Mr. McNamara says he belatedly concluded that the domino theory enunciated by President Dwight D. Eisenhower and subscribed to by his three successors was wrong: The loss of South Vietnam never threatened to undermine the entire American position in Asia or to undercut United States credibility elsewhere.

"On the contrary," he writes, "it is possible we would have improved our credibility by withdrawing from Vietnam and saving our strength for more defensible stands elsewhere."

Others in Government reached similar conclusions but did not share them widely. Mr. McNamara discloses that Richard Helms, at that time the Director of Central Intelligence, sent President Johnson an eyes-only memo in September 1967 that the President showed to no one and that Mr. McNamara only recently read. Based on a detailed agency study, it said that, contrary to what was then established American doctrine, the effects of "an unfavorable outcome in Vietnam" -- a United States defeat or withdrawal -- "would not be permanently damaging to this country's capacity to play its part as a world power working for order and security in many areas."
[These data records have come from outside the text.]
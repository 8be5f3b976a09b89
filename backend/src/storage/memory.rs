use std::collections::HashMap;
use std::sync::RwLock;

use log::{debug, warn};
use serde::{Deserialize, Serialize};

use super::traits::LedgerObserver;
use crate::domain::models::Travel;

/// Complete ledger state at one point in time: every travel, the current
/// selection, and the refund donation flags (which are tracked per
/// participant, outside any single travel).
#[derive(Debug, Clone, PartialEq, Serialize, Deserialize)]
pub struct LedgerSnapshot {
    pub travels: Vec<Travel>,
    pub current_travel_id: Option<String>,
    pub refund_donations: HashMap<String, bool>,
}

impl LedgerSnapshot {
    fn empty() -> Self {
        Self {
            travels: Vec::new(),
            current_travel_id: None,
            refund_donations: HashMap::new(),
        }
    }
}

/// In-memory ledger shared by all services.
///
/// Mutations replace whole `Travel` values rather than editing nested
/// collections in place, so a cloned snapshot stays consistent regardless of
/// later writes. Registered observers receive the new snapshot after each
/// commit.
pub struct LedgerStore {
    state: RwLock<LedgerSnapshot>,
    observers: RwLock<Vec<Box<dyn LedgerObserver>>>,
}

impl LedgerStore {
    pub fn new() -> Self {
        Self {
            state: RwLock::new(LedgerSnapshot::empty()),
            observers: RwLock::new(Vec::new()),
        }
    }

    pub fn add_observer(&self, observer: Box<dyn LedgerObserver>) {
        self.observers
            .write()
            .expect("observer list lock poisoned")
            .push(observer);
    }

    /// Clone of the full ledger state
    pub fn snapshot(&self) -> LedgerSnapshot {
        self.state.read().expect("ledger state lock poisoned").clone()
    }

    pub fn list_travels(&self) -> Vec<Travel> {
        self.state
            .read()
            .expect("ledger state lock poisoned")
            .travels
            .clone()
    }

    pub fn get_travel(&self, travel_id: &str) -> Option<Travel> {
        self.state
            .read()
            .expect("ledger state lock poisoned")
            .travels
            .iter()
            .find(|t| t.id == travel_id)
            .cloned()
    }

    pub fn current_travel_id(&self) -> Option<String> {
        self.state
            .read()
            .expect("ledger state lock poisoned")
            .current_travel_id
            .clone()
    }

    /// Snapshot of the currently selected travel, if any
    pub fn current_travel(&self) -> Option<Travel> {
        let state = self.state.read().expect("ledger state lock poisoned");
        let current_id = state.current_travel_id.as_deref()?;
        state.travels.iter().find(|t| t.id == current_id).cloned()
    }

    /// Insert a new travel, optionally selecting it as current
    pub fn insert_travel(&self, travel: Travel, make_current: bool) {
        {
            let mut state = self.state.write().expect("ledger state lock poisoned");
            if make_current {
                state.current_travel_id = Some(travel.id.clone());
            }
            state.travels.push(travel);
        }
        self.notify();
    }

    /// Replace the stored travel with the same id. Returns false when the
    /// travel is unknown, in which case nothing changes and no notification
    /// fires.
    pub fn replace_travel(&self, travel: Travel) -> bool {
        let replaced = {
            let mut state = self.state.write().expect("ledger state lock poisoned");
            match state.travels.iter_mut().find(|t| t.id == travel.id) {
                Some(slot) => {
                    *slot = travel;
                    true
                }
                None => false,
            }
        };
        if replaced {
            self.notify();
        } else {
            warn!("replace_travel: travel not found, ignoring");
        }
        replaced
    }

    /// Remove a travel and everything beneath it. Clears the current
    /// selection when it pointed at the removed travel.
    pub fn remove_travel(&self, travel_id: &str) -> bool {
        let removed = {
            let mut state = self.state.write().expect("ledger state lock poisoned");
            let before = state.travels.len();
            state.travels.retain(|t| t.id != travel_id);
            let removed = state.travels.len() != before;
            if removed && state.current_travel_id.as_deref() == Some(travel_id) {
                state.current_travel_id = None;
            }
            removed
        };
        if removed {
            self.notify();
        }
        removed
    }

    /// Select the current travel (`None` clears the selection). Returns the
    /// selected travel, or `None` for an unknown id or a cleared selection.
    pub fn set_current_travel(&self, travel_id: Option<&str>) -> Option<Travel> {
        let selected = {
            let mut state = self.state.write().expect("ledger state lock poisoned");
            match travel_id {
                Some(id) => match state.travels.iter().find(|t| t.id == id).cloned() {
                    Some(travel) => {
                        state.current_travel_id = Some(travel.id.clone());
                        Some(travel)
                    }
                    None => {
                        warn!("set_current_travel: unknown travel {}", id);
                        None
                    }
                },
                None => {
                    state.current_travel_id = None;
                    None
                }
            }
        };
        self.notify();
        selected
    }

    pub fn donation_flag(&self, participant_id: &str) -> bool {
        self.state
            .read()
            .expect("ledger state lock poisoned")
            .refund_donations
            .get(participant_id)
            .copied()
            .unwrap_or(false)
    }

    pub fn donations(&self) -> HashMap<String, bool> {
        self.state
            .read()
            .expect("ledger state lock poisoned")
            .refund_donations
            .clone()
    }

    pub fn set_donation_flag(&self, participant_id: &str, donated: bool) {
        {
            let mut state = self.state.write().expect("ledger state lock poisoned");
            state
                .refund_donations
                .insert(participant_id.to_string(), donated);
        }
        self.notify();
    }

    fn notify(&self) {
        let snapshot = self.snapshot();
        let observers = self.observers.read().expect("observer list lock poisoned");
        debug!("notifying {} ledger observer(s)", observers.len());
        for observer in observers.iter() {
            observer.ledger_changed(&snapshot);
        }
    }
}

impl Default for LedgerStore {
    fn default() -> Self {
        Self::new()
    }
}
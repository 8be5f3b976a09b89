//! Command and result types for the ledger mutators.

pub mod contribution;
pub mod expense;
pub mod participant;
pub mod travel;
//! Presence resolution for participation periods.
//!
//! Presence only drives defaults (pre-ticking people on a new expense,
//! rendering a "not present" hint); it never overrides an inclusion choice a
//! user already made.

use chrono::NaiveDate;

use crate::domain::models::Participant;

/// True iff the date falls inside at least one participation period,
/// inclusive on both ends. An empty period list yields false.
pub fn is_present(participant: &Participant, date: NaiveDate) -> bool {
    participant
        .participation_periods
        .iter()
        .any(|period| period.contains(date))
}
//! Advance contributions into the shared travel fund.

use std::sync::Arc;

use anyhow::Result;
use chrono::Utc;
use log::info;
use uuid::Uuid;

use crate::domain::commands::contribution::{
    AddContributionCommand, AddContributionResult, DeleteContributionCommand,
    DeleteContributionResult, UpdateContributionCommand, UpdateContributionResult,
};
use crate::domain::error::DomainError;
use crate::domain::models::{AdvanceContribution, Travel};
use crate::storage::LedgerStore;

#[derive(Clone)]
pub struct ContributionService {
    store: Arc<LedgerStore>,
}

impl ContributionService {
    pub fn new(store: Arc<LedgerStore>) -> Self {
        Self { store }
    }

    pub fn add_contribution(&self, command: AddContributionCommand) -> Result<AddContributionResult> {
        let mut travel = self.current_travel()?;
        Self::validate(&travel, &command.participant_id, command.amount)?;

        let contribution = AdvanceContribution {
            id: Uuid::new_v4().to_string(),
            participant_id: command.participant_id,
            amount: command.amount,
            date: command.date,
            comment: command.comment,
            created: Utc::now(),
        };

        travel.advance_contributions.push(contribution.clone());
        travel.updated = Utc::now();
        self.store.replace_travel(travel);
        info!(
            "recorded fund contribution of {:.2} by participant {}",
            contribution.amount, contribution.participant_id
        );

        Ok(AddContributionResult { contribution })
    }

    pub fn update_contribution(
        &self,
        command: UpdateContributionCommand,
    ) -> Result<UpdateContributionResult> {
        let mut travel = self.current_travel()?;
        Self::validate(&travel, &command.participant_id, command.amount)?;

        let contribution = travel
            .advance_contributions
            .iter_mut()
            .find(|c| c.id == command.contribution_id)
            .ok_or_else(|| DomainError::ContributionNotFound(command.contribution_id.clone()))?;

        contribution.participant_id = command.participant_id;
        contribution.amount = command.amount;
        contribution.date = command.date;
        contribution.comment = command.comment;

        let updated = contribution.clone();
        travel.updated = Utc::now();
        self.store.replace_travel(travel);
        info!("updated fund contribution {}", updated.id);

        Ok(UpdateContributionResult {
            contribution: updated,
        })
    }

    pub fn delete_contribution(
        &self,
        command: DeleteContributionCommand,
    ) -> Result<DeleteContributionResult> {
        let mut travel = self.current_travel()?;

        let contribution = travel
            .advance_contributions
            .iter()
            .find(|c| c.id == command.contribution_id)
            .ok_or_else(|| DomainError::ContributionNotFound(command.contribution_id.clone()))?
            .clone();

        travel
            .advance_contributions
            .retain(|c| c.id != contribution.id);
        travel.updated = Utc::now();
        self.store.replace_travel(travel);
        info!(
            "deleted fund contribution of {:.2} by participant {}",
            contribution.amount, contribution.participant_id
        );

        Ok(DeleteContributionResult {
            success_message: format!(
                "Contribution of {:.2} has been deleted",
                contribution.amount
            ),
        })
    }

    fn current_travel(&self) -> Result<Travel> {
        self.store
            .current_travel()
            .ok_or_else(|| DomainError::NoCurrentTravel.into())
    }

    fn validate(travel: &Travel, participant_id: &str, amount: f64) -> Result<()> {
        if !travel.has_participant(participant_id) {
            return Err(DomainError::ParticipantNotFound(participant_id.to_string()).into());
        }
        if amount <= 0.0 {
            return Err(
                DomainError::Validation("contribution amount must be positive".to_string()).into(),
            );
        }
        Ok(())
    }
}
Mr. McNamara writes that he believes President Kennedy would have eventually decided to withdraw from Vietnam, had he lived, but he offers no details to support the assertion.

The book contains other revelations, among them President Johnson's tentative offer of the 1964 Democratic vice presidential nomination to Mr. McNamara.

But it sheds little light on the circumstances of Mr. McNamara's departure from the Pentagon. As the Defense Secretary's relations with the President soured, he indicates, George Woods, then the World Bank president, approached him about the job, and he indicated interest. Mr. Johnson approved the idea, and the deal was done. But Mr. McNamara says it is not clear whether the President was involved from the start.

"I do not know to this day whether I quit or was fired," he writes. "Maybe it was both."